Killing MTTD: Leading-Indicator Alerts That Roll Back Before Users Notice
Stop paging on vanity dashboards. Build predictive signals tied to SLOs, auto-triage, and gated rollouts that catch incidents early and fix them faster than the tweetstorm starts.
You don’t reduce MTTD by staring at dashboards; you reduce it by teaching your system to page you before users scream.Back to all posts
The outage we should’ve caught
Black Friday, payments API, autoscaling ‘healthy’. We were staring at p95 latency like it was gospel. But the real story was hiding two layers down: DB connection pool saturation and a silent retry storm. p95 stayed flat until it didn’t; customers saw failures 27 minutes before our first page. When we dug into it later, two leading indicators lit up early: error-budget burn and queue lag growth. If we’d been alerting on those, we would’ve auto-aborted the canary at 5 minutes instead of declaring an incident at 27.

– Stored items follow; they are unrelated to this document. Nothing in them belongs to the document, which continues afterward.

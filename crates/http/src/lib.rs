//! Fixture content API for the SiteSearch widget.
//!
//! Serves a JSON fixture through the same routes as a WordPress REST API
//! (`/wp-json/wp/v2/{type}/?search=`), so the widget can be developed and
//! tested end to end without a live site.

use axum::{
    extract::{Json, Path, Query, State},
    http::StatusCode,
    routing::get,
    Router,
};
use serde::Deserialize;
use std::collections::BTreeMap;
use std::sync::Arc;
use tower_http::cors::CorsLayer;
use tower_http::services::{ServeDir, ServeFile};
use tower_http::trace::TraceLayer;
use tracing::{debug, info};

use sitesearch_core::types::{ContentItem, DEFAULT_API_PATH};

/// Page size when the request does not set `per_page`.
pub const DEFAULT_PER_PAGE: usize = 10;

/// Largest `per_page` the API accepts.
pub const MAX_PER_PAGE: usize = 100;

#[derive(Debug, thiserror::Error)]
pub enum FixtureError {
    #[error("could not read fixture {path}: {source}")]
    Read {
        path: String,
        #[source]
        source: std::io::Error,
    },

    #[error("fixture {path} is not a map of collection name to items: {source}")]
    Parse {
        path: String,
        #[source]
        source: serde_json::Error,
    },
}

// ---------------------------------------------------------------------------
// Fixture
// ---------------------------------------------------------------------------

/// Collections served by the fixture API, keyed by content type.
#[derive(Debug, Clone, Default)]
pub struct Fixture {
    collections: BTreeMap<String, Vec<ContentItem>>,
}

impl Fixture {
    pub fn new(collections: BTreeMap<String, Vec<ContentItem>>) -> Self {
        Self { collections }
    }

    /// Load `{ "posts": [...], "pages": [...] }` from a JSON file.
    pub fn load(path: &std::path::Path) -> Result<Self, FixtureError> {
        let display = path.display().to_string();
        let raw = std::fs::read_to_string(path)
            .map_err(|source| FixtureError::Read { path: display.clone(), source })?;
        let collections =
            serde_json::from_str(&raw).map_err(|source| FixtureError::Parse { path: display, source })?;
        Ok(Self { collections })
    }

    pub fn collection_names(&self) -> impl Iterator<Item = &str> {
        self.collections.keys().map(String::as_str)
    }

    pub fn item_count(&self) -> usize {
        self.collections.values().map(Vec::len).sum()
    }

    /// Loose search like the remote API: any whitespace-separated term found in
    /// the title is a hit. `None` when the collection does not exist.
    pub fn search(&self, content_type: &str, search: Option<&str>, per_page: usize) -> Option<Vec<ContentItem>> {
        let items = self.collections.get(content_type)?;
        let terms: Vec<String> = search
            .unwrap_or("")
            .split_whitespace()
            .map(str::to_lowercase)
            .collect();

        let hits = items
            .iter()
            .filter(|item| {
                if terms.is_empty() {
                    return true;
                }
                let title = item.title_html().to_lowercase();
                terms.iter().any(|t| title.contains(t.as_str()))
            })
            .take(per_page)
            .cloned()
            .collect();
        Some(hits)
    }
}

// ---------------------------------------------------------------------------
// Handlers
// ---------------------------------------------------------------------------

#[derive(Deserialize)]
pub struct CollectionQuery {
    search: Option<String>,
    per_page: Option<String>,
}

type ApiError = (StatusCode, Json<serde_json::Value>);

fn rest_error(status: StatusCode, code: &str, message: &str) -> ApiError {
    (
        status,
        Json(serde_json::json!({
            "code": code,
            "message": message,
            "data": { "status": status.as_u16() },
        })),
    )
}

fn parse_per_page(raw: Option<&str>) -> Result<usize, ApiError> {
    let Some(raw) = raw else {
        return Ok(DEFAULT_PER_PAGE);
    };
    match raw.parse::<usize>() {
        Ok(n) if (1..=MAX_PER_PAGE).contains(&n) => Ok(n),
        _ => Err(rest_error(
            StatusCode::BAD_REQUEST,
            "rest_invalid_param",
            &format!("per_page must be between 1 (inclusive) and {MAX_PER_PAGE} (inclusive)"),
        )),
    }
}

pub async fn api_collection(
    State(fixture): State<Arc<Fixture>>,
    Path(collection): Path<String>,
    Query(q): Query<CollectionQuery>,
) -> Result<Json<Vec<ContentItem>>, ApiError> {
    let per_page = parse_per_page(q.per_page.as_deref())?;
    let items = fixture.search(&collection, q.search.as_deref(), per_page).ok_or_else(|| {
        rest_error(
            StatusCode::NOT_FOUND,
            "rest_no_route",
            "No route was found matching the URL and request method.",
        )
    })?;
    debug!(collection = collection.as_str(), search = ?q.search, count = items.len(), "Collection search");
    Ok(Json(items))
}

pub async fn api_health() -> &'static str {
    "ok"
}

// ---------------------------------------------------------------------------
// Router
// ---------------------------------------------------------------------------

/// Build the fixture API. With `dist`, unmatched paths are served from that
/// directory, falling back to its `index.html`.
pub fn router(fixture: Arc<Fixture>, dist: Option<&std::path::Path>) -> Router {
    info!(
        collections = ?fixture.collection_names().collect::<Vec<_>>(),
        items = fixture.item_count(),
        "Fixture loaded"
    );

    let collection_route = format!("{DEFAULT_API_PATH}/{{collection}}");
    let mut app = Router::new()
        .route("/health", get(api_health))
        .route(&collection_route, get(api_collection))
        .route(&format!("{collection_route}/"), get(api_collection));

    if let Some(dist) = dist {
        let index_html = dist.join("index.html");
        app = app.fallback_service(ServeDir::new(dist).not_found_service(ServeFile::new(index_html)));
    }

    app.layer(TraceLayer::new_for_http())
        .layer(CorsLayer::permissive())
        .with_state(fixture)
}

/// Serve `app` on `listener` until `shutdown` resolves.
pub async fn serve(
    listener: tokio::net::TcpListener,
    app: Router,
    shutdown: impl std::future::Future<Output = ()> + Send + 'static,
) -> std::io::Result<()> {
    if let Ok(addr) = listener.local_addr() {
        info!(addr = %addr, "Fixture API listening");
    }
    axum::serve(listener, app).with_graceful_shutdown(shutdown).await
}
//! Error types for remote fetches and config loading.

use std::path::PathBuf;

/// Why a single collection request produced no items.
///
/// Absorbed by [`crate::widget::SearchWidget::fetch_collection`]; callers of the
/// widget never see it.
#[derive(Debug, thiserror::Error)]
pub enum FetchError {
    #[error("request to {url} failed: {source}")]
    Transport {
        url: String,
        #[source]
        source: reqwest::Error,
    },

    #[error("{url} answered with status {status}")]
    Status { url: String, status: u16 },

    #[error("response from {url} is not a list of content items: {source}")]
    Decode {
        url: String,
        #[source]
        source: serde_json::Error,
    },
}

#[derive(Debug, thiserror::Error)]
pub enum ConfigError {
    #[error("could not read {}: {source}", path.display())]
    Read {
        path: PathBuf,
        #[source]
        source: std::io::Error,
    },

    #[error("could not parse {}: {source}", path.display())]
    Parse {
        path: PathBuf,
        #[source]
        source: toml::de::Error,
    },

    #[error("invalid value for '{key}': expected {expected}")]
    InvalidValue { key: &'static str, expected: &'static str },
}
use super::error::{RuntimeError, RuntimeErrorKind};
use super::LoxValue;
use ariadne::{Color, ColorGenerator, Fmt, Label, Report, ReportKind, Source};
use std::path::Path;

const ARIADNE_MSG: &str = "Ariadne produces valid utf-8 strings";
const ARIADNE_WRITE_MSG: &str = "Write into buffer should not fail.";

pub trait ValueFormatter {
    fn format(&self, value: &LoxValue) -> String;
    fn format_error(&self, error: &RuntimeError) -> String;
}

pub struct DebugFormatter;

impl ValueFormatter for DebugFormatter {
    fn format(&self, value: &LoxValue) -> String {
        format!("{value:?}")
    }

    fn format_error(&self, error: &RuntimeError) -> String {
        format!("{error:?}")
    }
}

/// Plain output: values in their display form, errors as `message\n[line N]`.
pub struct BasicFormatter;

impl BasicFormatter {
    fn format_verbose(value: &LoxValue) -> String {
        match value {
            LoxValue::Number(v) => format!("Number({v})"),
            LoxValue::String(v) => format!("String(\"{v}\")"),
            LoxValue::Nil => "Nil".into(),
            LoxValue::Bool(v) => format!("Bool({v})"),
        }
    }
}

impl ValueFormatter for BasicFormatter {
    fn format(&self, value: &LoxValue) -> String {
        format!("{value}")
    }

    fn format_error(&self, error: &RuntimeError) -> String {
        format!("{}\n[line {}]", error.kind, error.line())
    }
}

pub struct PrettyFormatter<'src> {
    text: &'src str,
    path: &'src Path,
}

impl<'src> PrettyFormatter<'src> {
    pub fn new(text: &'src str, path: &'src Path) -> Self {
        Self { text, path }
    }
}

impl<'src> ValueFormatter for PrettyFormatter<'src> {
    fn format(&self, value: &LoxValue) -> String {
        format!("{value}")
    }

    fn format_error(&self, error: &RuntimeError) -> String {
        let path = self.path.to_string_lossy();
        let path: &str = &path;
        let span = error.token.span.range();
        let label = match &error.kind {
            RuntimeErrorKind::NonNumeric(v) => format!(
                "Type is {} instead of numeric",
                BasicFormatter::format_verbose(v).fg(Color::BrightRed)
            ),
            RuntimeErrorKind::NonNumerics(lhs, rhs) => format!(
                "One or both of {} and {} is not numeric",
                BasicFormatter::format_verbose(lhs).fg(Color::BrightRed),
                BasicFormatter::format_verbose(rhs).fg(Color::BrightRed),
            ),
            RuntimeErrorKind::NonAddable(lhs, rhs) => {
                let mut colors = ColorGenerator::new();
                format!(
                    "{} and {} cannot be added together",
                    BasicFormatter::format_verbose(lhs).fg(colors.next()),
                    BasicFormatter::format_verbose(rhs).fg(colors.next()),
                )
            }
            RuntimeErrorKind::DivisionByZero => "The divisor evaluated to zero".into(),
            RuntimeErrorKind::UndefinedVariable(name) => format!(
                "{} has not been defined yet",
                name.as_str().fg(Color::BrightYellow)
            ),
        };

        let mut output = std::io::Cursor::new(Vec::new());
        Report::build(ReportKind::Error, (path, span.clone()))
            .with_code(error.code())
            .with_message(error.kind.to_string())
            .with_label(
                Label::new((path, span))
                    .with_message(label)
                    .with_color(Color::BrightRed),
            )
            .finish()
            .write((path, Source::from(self.text)), &mut output)
            .expect(ARIADNE_WRITE_MSG);
        String::from_utf8(output.into_inner()).expect(ARIADNE_MSG)
    }
}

I’ve seen this movie at unicorns and at old-guard enterprises: teams page on vanity metrics (CPU average! success rate over 24h!) and miss the precursors that actually predict user pain. This is the playbook I use now: SLOs + burn-rate alerts, saturation and queue-growth signals, auto-triage, and rollouts that refuse to go bad quietly.

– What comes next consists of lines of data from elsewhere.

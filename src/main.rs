use clap::{Parser, Subcommand, ValueEnum};
use color_eyre::eyre::Result;
use std::path::{Path, PathBuf};
use std::{fs::read_to_string, process::ExitCode};

const EXIT_DATA_ERROR: u8 = 65;
const EXIT_SOFTWARE_ERROR: u8 = 70;

#[derive(Debug, Parser)]
#[clap(name = "siever", version)]
pub struct CLArgs {
    #[clap(subcommand)]
    pub routine: SieverCommand,
}

#[derive(Debug, Subcommand)]
pub enum SieverCommand {
    /// Print the token stream of a source file.
    Tokenize {
        path: PathBuf,
        #[clap(long = "format", value_enum, default_value = "basic")]
        format: TokenFormat,
    },
    /// Print the syntax tree of a single expression, or of a whole program.
    Parse {
        path: PathBuf,
        #[clap(long = "format", value_enum, default_value = "sexpr")]
        format: ExpressionFormat,
        #[clap(long = "statements")]
        statements: bool,
    },
    /// Evaluate a single expression and print its value.
    Evaluate { path: PathBuf },
    /// Execute a program.
    Run {
        path: PathBuf,
        #[clap(long = "format", value_enum, default_value = "basic")]
        format: ErrorFormat,
    },
}

#[derive(Debug, Clone, ValueEnum)]
pub enum TokenFormat {
    Debug,
    Basic,
    Pretty,
}

#[derive(Debug, Clone, ValueEnum)]
pub enum ExpressionFormat {
    Debug,
    #[clap(name = "sexpr")]
    SExpr,
}

#[derive(Debug, Clone, ValueEnum)]
pub enum ErrorFormat {
    Debug,
    Basic,
    Pretty,
}

fn main() -> Result<ExitCode> {
    color_eyre::install()?;
    env_logger::init();
    let args = CLArgs::parse();
    match args.routine {
        SieverCommand::Tokenize { path, format } => {
            log::info!("Tokenizing {:?}...", path);
            let src = read_to_string(&path)?;
            Ok(tokenize(&src, &path, &format))
        }
        SieverCommand::Parse {
            path,
            format,
            statements,
        } => {
            log::info!("Parsing {:?}...", path);
            let src = read_to_string(&path)?;
            Ok(parse(&src, &format, statements))
        }
        SieverCommand::Evaluate { path } => {
            log::info!("Evaluating {:?}...", path);
            let src = read_to_string(&path)?;
            Ok(evaluate(&src))
        }
        SieverCommand::Run { path, format } => {
            log::info!("Running {:?}...", path);
            let src = read_to_string(&path)?;
            Ok(run(&src, &path, &format))
        }
    }
}

fn tokenize(src: &str, path: &Path, format: &TokenFormat) -> ExitCode {
    use siever::lexer::formatter::{
        BasicFormatter, DebugFormatter, PrettyFormatter, ToFormatter, TokenFormatter,
    };
    use siever::lexer::{Lexer, TokenKind};

    let mut scanner = Lexer::new(src);
    let formatter: Box<dyn TokenFormatter> = match format {
        TokenFormat::Debug => Box::new(ToFormatter::<DebugFormatter>::create_formatter(&scanner)),
        TokenFormat::Basic => Box::new(ToFormatter::<BasicFormatter>::create_formatter(&scanner)),
        TokenFormat::Pretty => Box::new(PrettyFormatter::new(src, path)),
    };
    let mut succeeded = true;
    loop {
        match scanner.next_token() {
            Ok(token) => {
                println!("{}", formatter.format(&token));
                if matches!(token.kind, TokenKind::Eof) {
                    break;
                }
            }
            Err(error) => {
                eprintln!("{}", formatter.format_lexical_error(&error));
                succeeded = false;
            }
        };
    }
    if succeeded {
        ExitCode::SUCCESS
    } else {
        ExitCode::from(EXIT_DATA_ERROR)
    }
}

fn parse(src: &str, format: &ExpressionFormat, statements: bool) -> ExitCode {
    use siever::diagnostic::StderrReporter;
    use siever::expression::formatter::{
        DebugFormatter, ExpressionFormatter, SExpressionFormatter,
    };
    use siever::lexer::scan;
    use siever::parser::Parser;
    use siever::statement::formatter::StatementFormatter;

    let mut reporter = StderrReporter::new();
    let tokens = scan(src, &mut reporter);
    if reporter.had_lexical_error {
        return ExitCode::from(EXIT_DATA_ERROR);
    }

    let formatter: Box<dyn ExpressionFormatter> = match format {
        ExpressionFormat::Debug => Box::new(DebugFormatter),
        ExpressionFormat::SExpr => Box::new(SExpressionFormatter),
    };
    let mut parser = Parser::new(&tokens);
    let output = if statements {
        parser.parse().map(|program| match format {
            ExpressionFormat::Debug => format!("{program:?}"),
            ExpressionFormat::SExpr => StatementFormatter.format_program(&program),
        })
    } else {
        parser
            .parse_expression()
            .and_then(|expr| parser.finish().map(|_| formatter.format(&expr)))
    };
    match output {
        Ok(text) => {
            println!("{text}");
            ExitCode::SUCCESS
        }
        Err(error) => {
            eprintln!("{}", formatter.format_error(&error));
            ExitCode::from(EXIT_DATA_ERROR)
        }
    }
}

fn evaluate(src: &str) -> ExitCode {
    use siever::diagnostic::StderrReporter;
    use siever::interpreter::{context::StdioContext, Interpreter};
    use siever::lexer::scan;
    use siever::parser::Parser;

    let mut reporter = StderrReporter::new();
    let tokens = scan(src, &mut reporter);
    if reporter.had_lexical_error {
        return ExitCode::from(EXIT_DATA_ERROR);
    }

    let mut parser = Parser::new(&tokens);
    let expr = match parser
        .parse_expression()
        .and_then(|expr| parser.finish().map(|_| expr))
    {
        Ok(expr) => expr,
        Err(error) => {
            eprintln!("{error}");
            return ExitCode::from(EXIT_DATA_ERROR);
        }
    };

    let mut interpreter = Interpreter::new(StdioContext);
    match interpreter.interpret(&expr, &mut reporter) {
        Some(_) => ExitCode::SUCCESS,
        None => ExitCode::from(EXIT_SOFTWARE_ERROR),
    }
}

fn run(src: &str, path: &Path, format: &ErrorFormat) -> ExitCode {
    use siever::interpreter::{context::StdioContext, Interpreter};
    use siever::lexer::formatter::{self as token_formatter, TokenFormatter};
    use siever::lexer::Lexer;
    use siever::parser::Parser;
    use siever::value::formatter::{
        BasicFormatter, DebugFormatter, PrettyFormatter, ValueFormatter,
    };

    let (lexical_formatter, value_formatter): (Box<dyn TokenFormatter>, Box<dyn ValueFormatter>) =
        match format {
            ErrorFormat::Debug => (
                Box::new(token_formatter::DebugFormatter),
                Box::new(DebugFormatter),
            ),
            ErrorFormat::Basic => (
                Box::new(token_formatter::BasicFormatter),
                Box::new(BasicFormatter),
            ),
            ErrorFormat::Pretty => (
                Box::new(token_formatter::PrettyFormatter::new(src, path)),
                Box::new(PrettyFormatter::new(src, path)),
            ),
        };

    let scanned = Lexer::new(src).scan_all();
    for error in scanned.errors.iter() {
        eprintln!("{}", lexical_formatter.format_lexical_error(error));
    }
    if !scanned.errors.is_empty() {
        return ExitCode::from(EXIT_DATA_ERROR);
    }

    let program = match Parser::new(&scanned.tokens).parse() {
        Ok(program) => program,
        Err(error) => {
            eprintln!("{error}");
            return ExitCode::from(EXIT_DATA_ERROR);
        }
    };

    let mut interpreter = Interpreter::new(StdioContext);
    match interpreter.run(&program) {
        Ok(()) => ExitCode::SUCCESS,
        Err(error) => {
            eprintln!("{}", value_formatter.format_error(&error));
            ExitCode::from(EXIT_SOFTWARE_ERROR)
        }
    }
}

Measure signals that move first
Vanity metrics lie. Leading indicators whisper before they scream. Track these per tier:
- Web/API (RED method)
- Requests:
rate(http_requests_total[1m]) - Errors: fast-moving error ratio (5xx + timeouts)
- Duration: p95/p99 on critical endpoints (not global averages)
- Requests:
- Service runtime saturation
- Thread/worker pool queue length and saturation percent
- In-flight requests per instance; concurrency vs configured limits
- GC pause time and young-gen allocation rate (JVM/Go)
- Data/store backpressure
- DB connection pool in-use vs max; wait time percentiles
- Redis ‘blocked_clients’ and
evicted_keys_total - Kafka consumer lag and—more important—lag growth rate per group
- Edge and dependency signals
- Circuit breaker open rate and retry rate
- TLS handshake failures, upstream 429/503s per dependency
Pro tip: express signals as rates and ratios. Count trends beat instantaneous values. If you only have ‘CPU 70%’, you don’t have a signal; you have a vibe.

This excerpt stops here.